Ask HN: How do I take my consulting business to the next level? - wildengineer
About six months ago I started my own one man software consulting company. Now I&#x27;m working for two clients making things and having a blast.<p>The problem is that these are subcontracts where I&#x27;m blocked from cultivating the relationship with these companies. I&#x27;d like to take my company to the next level, work directly with clients and build out my own team of engineers. Is there any playbook to do this? Has anyone here done this before? If so, how?<p>I&#x27;ve thought of networking at local events and possibly tech conferences, but I&#x27;d like a solid game plan before I invest the time and energy. Any advice is appreciated.
======
CyberFonic
Tread carefully, very carefully. The next level looks enticing when you are
looking at it from the distance. But once you arrive, it can quickly turn into
hell.

I have been in both sub-contract situations and setup a consulting firm with
team of engineers, etc. The "next level" means that you spend a lot of time
selling, negotiating, billing, collecting monies, managing your team, etc.
Once you get to the level of 5+ engineers you are running a business full-time
and won't have time to do any technical work.

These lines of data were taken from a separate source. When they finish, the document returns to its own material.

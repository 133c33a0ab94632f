//! Audit workflows.
//!
//! Each workflow composes the same stages (navigate to a list, harvest ids,
//! fetch metrics, analyze, score) for one kind of audit and always returns a
//! report. A lost session cuts the run short and marks the report `aborted`
//! instead of discarding what was already collected.

pub mod engagement;
pub mod followers;

use tracing::{info, warn};

use followcheck_common::{HarvestSettings, RunReport};

use crate::pipeline::harvester::{HarvestConfig, HarvestError, ListHarvester};
use crate::pipeline::resolver::IdentifierResolver;
use crate::pipeline::stats::RunStats;
use crate::traits::PageAccessor;

pub use engagement::EngagementAudit;
pub use followers::FollowerAudit;

/// What a workflow hands back: the report to persist and the run stats.
#[derive(Debug, Clone)]
pub struct AuditRun {
    pub report: RunReport,
    pub stats: RunStats,
}

impl AuditRun {
    pub fn is_aborted(&self) -> bool {
        self.report.summary.aborted.is_some()
    }
}

/// Ids from the list stage, plus the reason the run must stop early, if any.
pub(crate) struct ListStage {
    pub ids: Vec<String>,
    pub aborted: Option<String>,
}

/// Navigate to `list_url` and harvest it with `resolver`.
///
/// Any navigation failure here aborts the run: without the list there is
/// nothing to sample. A session lost mid-harvest keeps the partial ids.
pub(crate) async fn harvest_list(
    page: &dyn PageAccessor,
    resolver: &dyn IdentifierResolver,
    list_url: &str,
    settings: &HarvestSettings,
    stats: &mut RunStats,
) -> ListStage {
    if let Err(e) = page.navigate(list_url).await {
        warn!(url = list_url, error = %e, "Could not open list");
        return ListStage {
            ids: Vec::new(),
            aborted: Some(format!("could not open {list_url}: {e}")),
        };
    }

    let harvester = ListHarvester::new(page, resolver, HarvestConfig::from(settings));
    match harvester
        .harvest(
            settings.target_sample_size,
            settings.max_cycles,
            settings.stagnation_limit,
        )
        .await
    {
        Ok(outcome) => {
            stats.cycles = outcome.cycles;
            stats.termination = Some(outcome.termination);
            stats.discovered = outcome.discovered;
            stats.harvested = outcome.ids.len();
            ListStage {
                ids: outcome.ids,
                aborted: None,
            }
        }
        Err(e) => {
            let message = e.to_string();
            let HarvestError::SessionLost {
                partial, cycles, ..
            } = e;
            info!(cycles, partial = partial.len(), "Keeping partial harvest");
            stats.cycles = cycles;
            stats.discovered = partial.len();
            stats.harvested = partial.len();
            ListStage {
                ids: partial,
                aborted: Some(message),
            }
        }
    }
}

/// Termination label for the summary record: how the harvest ended, or
/// `aborted` when it never finished.
pub(crate) fn termination_label(stats: &RunStats) -> String {
    stats
        .termination
        .map(|t| t.to_string())
        .unwrap_or_else(|| "aborted".to_string())
}
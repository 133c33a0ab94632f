pub mod error;

pub use error::{BrowserlessError, Result};

use std::time::Duration;

use serde::Serialize;
use tracing::debug;

/// Upper bound on a single Browserless request. Scripted scroll replays can be
/// long, so this is deliberately looser than a plain page fetch would need.
const REQUEST_TIMEOUT: Duration = Duration::from_secs(180);

pub struct BrowserlessClient {
    client: reqwest::Client,
    base_url: String,
    token: Option<String>,
}

#[derive(Serialize)]
struct FunctionRequest<'a, C: Serialize> {
    code: &'a str,
    context: &'a C,
}

impl BrowserlessClient {
    pub fn new(base_url: &str, token: Option<&str>) -> Result<Self> {
        let client = reqwest::Client::builder()
            .timeout(REQUEST_TIMEOUT)
            .build()
            .map_err(|e| BrowserlessError::Network(format!("failed to build HTTP client: {e}")))?;

        Ok(Self {
            client,
            base_url: base_url.trim_end_matches('/').to_string(),
            token: token.map(String::from),
        })
    }

    fn endpoint(&self, path: &str) -> String {
        let mut endpoint = format!("{}/{path}", self.base_url);
        if let Some(ref token) = self.token {
            endpoint.push_str(&format!("?token={token}"));
        }
        endpoint
    }

    /// Run a puppeteer routine via the /function endpoint and return its raw output.
    ///
    /// `code` must be an ES module whose default export receives `{ page, context }`
    /// and returns `{ data, type }`; `context` is serialized as-is.
    pub async fn function<C: Serialize>(&self, code: &str, context: &C) -> Result<String> {
        let body = FunctionRequest { code, context };
        self.post_text(&self.endpoint("function"), &body).await
    }

    async fn post_text<B: Serialize + ?Sized>(&self, endpoint: &str, body: &B) -> Result<String> {
        let resp = self
            .client
            .post(endpoint)
            .header("Content-Type", "application/json")
            .json(body)
            .send()
            .await?;

        let status = resp.status();
        if !status.is_success() {
            let message = resp.text().await.unwrap_or_default();
            debug!(status = status.as_u16(), "Browserless request rejected");
            return Err(BrowserlessError::Api {
                status: status.as_u16(),
                message,
            });
        }

        Ok(resp.text().await?)
    }
}
//! REST API layer: route handlers, DTOs, and router composition.
//!
//! Customer endpoints are mounted at the root (`/customers`), not under a
//! version prefix.

pub mod dto;
pub mod handlers;
pub mod openapi;

use std::time::Duration;

use axum::Router;
use axum::http::StatusCode;
use tower_http::cors::CorsLayer;
use tower_http::timeout::TimeoutLayer;
use tower_http::trace::TraceLayer;

use crate::app_state::AppState;

/// Builds the complete API router with all REST endpoints.
pub fn build_router() -> Router<AppState> {
    let router = Router::new()
        .merge(handlers::routes())
        .merge(handlers::system::routes());

    #[cfg(feature = "swagger-ui")]
    let router = router.merge(openapi::swagger_ui());

    router
}

/// Builds the served application: routes, middleware and state.
pub fn build_app(state: AppState, request_timeout: Duration) -> Router {
    with_middleware(build_router(), request_timeout).with_state(state)
}

/// Wraps a router in the timeout, trace and CORS layers.
///
/// Requests running longer than `request_timeout` get `408 Request Timeout`.
pub fn with_middleware<S>(router: Router<S>, request_timeout: Duration) -> Router<S>
where
    S: Clone + Send + Sync + 'static,
{
    router
        .layer(TimeoutLayer::with_status_code(
            StatusCode::REQUEST_TIMEOUT,
            request_timeout,
        ))
        .layer(TraceLayer::new_for_http())
        .layer(CorsLayer::permissive())
}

What burnt me out was that clients are slow to pay, demand changes, nit pick,
etc and I still had to pay my employees. With a payroll, insurance, biz costs
of $120,000+ a month, things went south very fast.

If you hire the best staff you can get, then you pay a lot. If you try to hire
cheaper staff then you end up having to fix up their mistakes, shortcomings.

These days, I sub-contract through companies that I have long-term experience
and relationship with - they handle all the biz stuff and I can focus on the
technical work. Their markup is worth it in terms of the work-life balance
that I enjoy.

------
luisehk
I highly recommend reading this:
[https://training.kalzumeus.com/newsletters/archive/consultin...](https://training.kalzumeus.com/newsletters/archive/consulting_1)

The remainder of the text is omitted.